** Your instructions **
Print each record exactly, with no word added or removed.

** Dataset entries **
☆ ☆ ☆ ☆
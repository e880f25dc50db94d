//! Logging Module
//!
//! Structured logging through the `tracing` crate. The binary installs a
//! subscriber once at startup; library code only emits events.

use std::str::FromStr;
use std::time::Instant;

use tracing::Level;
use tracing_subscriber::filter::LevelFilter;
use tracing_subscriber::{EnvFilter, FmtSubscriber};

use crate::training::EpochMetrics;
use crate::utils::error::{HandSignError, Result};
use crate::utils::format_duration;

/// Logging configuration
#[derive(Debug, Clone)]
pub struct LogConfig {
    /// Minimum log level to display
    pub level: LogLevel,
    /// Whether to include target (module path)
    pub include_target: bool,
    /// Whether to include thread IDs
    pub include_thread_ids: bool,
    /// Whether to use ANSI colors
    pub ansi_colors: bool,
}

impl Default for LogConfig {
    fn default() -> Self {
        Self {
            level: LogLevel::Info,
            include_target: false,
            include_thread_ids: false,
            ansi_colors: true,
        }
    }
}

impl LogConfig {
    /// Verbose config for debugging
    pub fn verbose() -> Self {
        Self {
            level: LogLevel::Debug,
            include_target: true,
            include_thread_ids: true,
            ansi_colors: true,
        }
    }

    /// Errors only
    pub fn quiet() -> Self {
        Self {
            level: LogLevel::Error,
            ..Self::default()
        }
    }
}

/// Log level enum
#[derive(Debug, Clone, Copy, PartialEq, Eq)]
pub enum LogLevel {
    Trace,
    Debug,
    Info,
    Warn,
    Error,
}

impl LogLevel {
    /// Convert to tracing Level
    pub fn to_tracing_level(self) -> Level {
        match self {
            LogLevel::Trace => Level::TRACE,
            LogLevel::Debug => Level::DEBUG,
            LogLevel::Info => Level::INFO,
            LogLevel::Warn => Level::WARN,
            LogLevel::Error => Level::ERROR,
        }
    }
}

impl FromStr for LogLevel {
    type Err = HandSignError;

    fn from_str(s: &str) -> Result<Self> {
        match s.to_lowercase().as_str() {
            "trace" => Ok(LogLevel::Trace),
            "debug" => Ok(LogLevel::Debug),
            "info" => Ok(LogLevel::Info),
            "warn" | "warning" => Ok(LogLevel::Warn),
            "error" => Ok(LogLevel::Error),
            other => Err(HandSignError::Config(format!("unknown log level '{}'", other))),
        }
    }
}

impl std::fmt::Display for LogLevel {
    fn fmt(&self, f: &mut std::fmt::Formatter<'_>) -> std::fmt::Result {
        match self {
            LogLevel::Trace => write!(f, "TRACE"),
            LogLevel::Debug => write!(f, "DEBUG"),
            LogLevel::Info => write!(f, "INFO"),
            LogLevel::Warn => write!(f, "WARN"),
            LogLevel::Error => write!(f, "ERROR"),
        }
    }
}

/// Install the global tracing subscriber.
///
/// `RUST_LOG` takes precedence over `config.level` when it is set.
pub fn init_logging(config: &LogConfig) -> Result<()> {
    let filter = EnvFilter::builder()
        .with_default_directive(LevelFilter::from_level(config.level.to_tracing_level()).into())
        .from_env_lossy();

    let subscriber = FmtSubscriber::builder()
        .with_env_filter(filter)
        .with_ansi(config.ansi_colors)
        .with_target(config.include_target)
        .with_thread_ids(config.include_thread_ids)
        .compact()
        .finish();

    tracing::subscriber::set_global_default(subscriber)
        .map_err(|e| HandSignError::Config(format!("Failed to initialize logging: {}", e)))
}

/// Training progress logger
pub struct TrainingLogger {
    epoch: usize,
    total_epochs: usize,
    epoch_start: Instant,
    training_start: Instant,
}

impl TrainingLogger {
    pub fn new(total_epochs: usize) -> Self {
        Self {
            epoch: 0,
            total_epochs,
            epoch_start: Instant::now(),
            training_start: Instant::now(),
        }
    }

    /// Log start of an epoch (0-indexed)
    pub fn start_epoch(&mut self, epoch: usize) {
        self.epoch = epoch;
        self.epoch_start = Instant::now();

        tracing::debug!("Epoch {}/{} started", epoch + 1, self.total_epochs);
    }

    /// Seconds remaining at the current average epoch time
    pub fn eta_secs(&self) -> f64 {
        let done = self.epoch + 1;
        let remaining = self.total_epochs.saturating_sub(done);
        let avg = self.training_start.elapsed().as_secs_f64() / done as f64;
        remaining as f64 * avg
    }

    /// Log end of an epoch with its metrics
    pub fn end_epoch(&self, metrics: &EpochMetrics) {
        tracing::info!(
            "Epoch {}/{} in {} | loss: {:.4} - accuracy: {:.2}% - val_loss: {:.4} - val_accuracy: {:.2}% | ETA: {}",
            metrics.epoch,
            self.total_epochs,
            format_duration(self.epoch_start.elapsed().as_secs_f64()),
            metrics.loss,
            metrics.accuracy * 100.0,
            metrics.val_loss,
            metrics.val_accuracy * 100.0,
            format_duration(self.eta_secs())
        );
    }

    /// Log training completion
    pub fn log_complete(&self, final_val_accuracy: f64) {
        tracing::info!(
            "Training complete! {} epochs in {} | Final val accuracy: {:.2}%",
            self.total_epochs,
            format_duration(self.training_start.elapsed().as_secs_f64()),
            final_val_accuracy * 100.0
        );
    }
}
☆ ☆ ☆ ☆
** Solution for this exercise **
repository e880f25dc50db94d
//! Logging Module
//!
//! Structured logging through the `tracing` crate. The binary installs a
//! subscriber once at startup; library code only emits events.

use std::str::FromStr;
use std::time::Instant;

use tracing::Level;
use tracing_subscriber::filter::LevelFilter;
use tracing_subscriber::{EnvFilter, FmtSubscriber};

use crate::training::EpochMetrics;
use crate::utils::error::{HandSignError, Result};
use crate::utils::format_duration;

/// Logging configuration
#[derive(Debug, Clone)]
pub struct LogConfig {
    /// Minimum log level to display
    pub level: LogLevel,
    /// Whether to include target (module path)
    pub include_target: bool,
    /// Whether to include thread IDs
    pub include_thread_ids: bool,
    /// Whether to use ANSI colors
    pub ansi_colors: bool,
}

impl Default for LogConfig {
    fn default() -> Self {
        Self {
            level: LogLevel::Info,
            include_target: false,
            include_thread_ids: false,
            ansi_colors: true,
        }
    }
}

impl LogConfig {
    /// Verbose config for debugging
    pub fn verbose() -> Self {
        Self {
            level: LogLevel::Debug,
            include_target: true,
            include_thread_ids: true,
            ansi_colors: true,
        }
    }

    /// Errors only
    pub fn quiet() -> Self {
        Self {
            level: LogLevel::Error,
            ..Self::default()
        }
    }
}

/// Log level enum
#[derive(Debug, Clone, Copy, PartialEq, Eq)]
pub enum LogLevel {
    Trace,
    Debug,
    Info,
    Warn,
    Error,
}

impl LogLevel {
    /// Convert to tracing Level
    pub fn to_tracing_level(self) -> Level {
        match self {
            LogLevel::Trace => Level::TRACE,
            LogLevel::Debug => Level::DEBUG,
            LogLevel::Info => Level::INFO,
            LogLevel::Warn => Level::WARN,
            LogLevel::Error => Level::ERROR,
        }
    }
}

impl FromStr for LogLevel {
    type Err = HandSignError;

    fn from_str(s: &str) -> Result<Self> {
        match s.to_lowercase().as_str() {
            "trace" => Ok(LogLevel::Trace),
            "debug" => Ok(LogLevel::Debug),
            "info" => Ok(LogLevel::Info),
            "warn" | "warning" => Ok(LogLevel::Warn),
            "error" => Ok(LogLevel::Error),
            other => Err(HandSignError::Config(format!("unknown log level '{}'", other))),
        }
    }
}

impl std::fmt::Display for LogLevel {
    fn fmt(&self, f: &mut std::fmt::Formatter<'_>) -> std::fmt::Result {
        match self {
            LogLevel::Trace => write!(f, "TRACE"),
            LogLevel::Debug => write!(f, "DEBUG"),
            LogLevel::Info => write!(f, "INFO"),
            LogLevel::Warn => write!(f, "WARN"),
            LogLevel::Error => write!(f, "ERROR"),
        }
    }
}

/// Install the global tracing subscriber.
///
/// `RUST_LOG` takes precedence over `config.level` when it is set.
pub fn init_logging(config: &LogConfig) -> Result<()> {
    let filter = EnvFilter::builder()
        .with_default_directive(LevelFilter::from_level(config.level.to_tracing_level()).into())
        .from_env_lossy();

    let subscriber = FmtSubscriber::builder()
        .with_env_filter(filter)
        .with_ansi(config.ansi_colors)
        .with_target(config.include_target)
        .with_thread_ids(config.include_thread_ids)
        .compact()
        .finish();

    tracing::subscriber::set_global_default(subscriber)
        .map_err(|e| HandSignError::Config(format!("Failed to initialize logging: {}", e)))
}

/// Training progress logger
pub struct TrainingLogger {
    epoch: usize,
    total_epochs: usize,
    epoch_start: Instant,
    training_start: Instant,
}

impl TrainingLogger {
    pub fn new(total_epochs: usize) -> Self {
        Self {
            epoch: 0,
            total_epochs,
            epoch_start: Instant::now(),
            training_start: Instant::now(),
        }
    }

    /// Log start of an epoch (0-indexed)
    pub fn start_epoch(&mut self, epoch: usize) {
        self.epoch = epoch;
        self.epoch_start = Instant::now();

        tracing::debug!("Epoch {}/{} started", epoch + 1, self.total_epochs);
    }

    /// Seconds remaining at the current average epoch time
    pub fn eta_secs(&self) -> f64 {
        let done = self.epoch + 1;
        let remaining = self.total_epochs.saturating_sub(done);
        let avg = self.training_start.elapsed().as_secs_f64() / done as f64;
        remaining as f64 * avg
    }

    /// Log end of an epoch with its metrics
    pub fn end_epoch(&self, metrics: &EpochMetrics) {
        tracing::info!(
            "Epoch {}/{} in {} | loss: {:.4} - accuracy: {:.2}% - val_loss: {:.4} - val_accuracy: {:.2}% | ETA: {}",
            metrics.epoch,
            self.total_epochs,
            format_duration(self.epoch_start.elapsed().as_secs_f64()),
            metrics.loss,
            metrics.accuracy * 100.0,
            metrics.val_loss,
            metrics.val_accuracy * 100.0,
            format_duration(self.eta_secs())
        );
    }

    /// Log training completion
    pub fn log_complete(&self, final_val_accuracy: f64) {
        tracing::info!(
            "Training complete! {} epochs in {} | Final val accuracy: {:.2}%",
            self.total_epochs,
            format_duration(self.training_start.elapsed().as_secs_f64()),
            final_val_accuracy * 100.0
        );
    }
}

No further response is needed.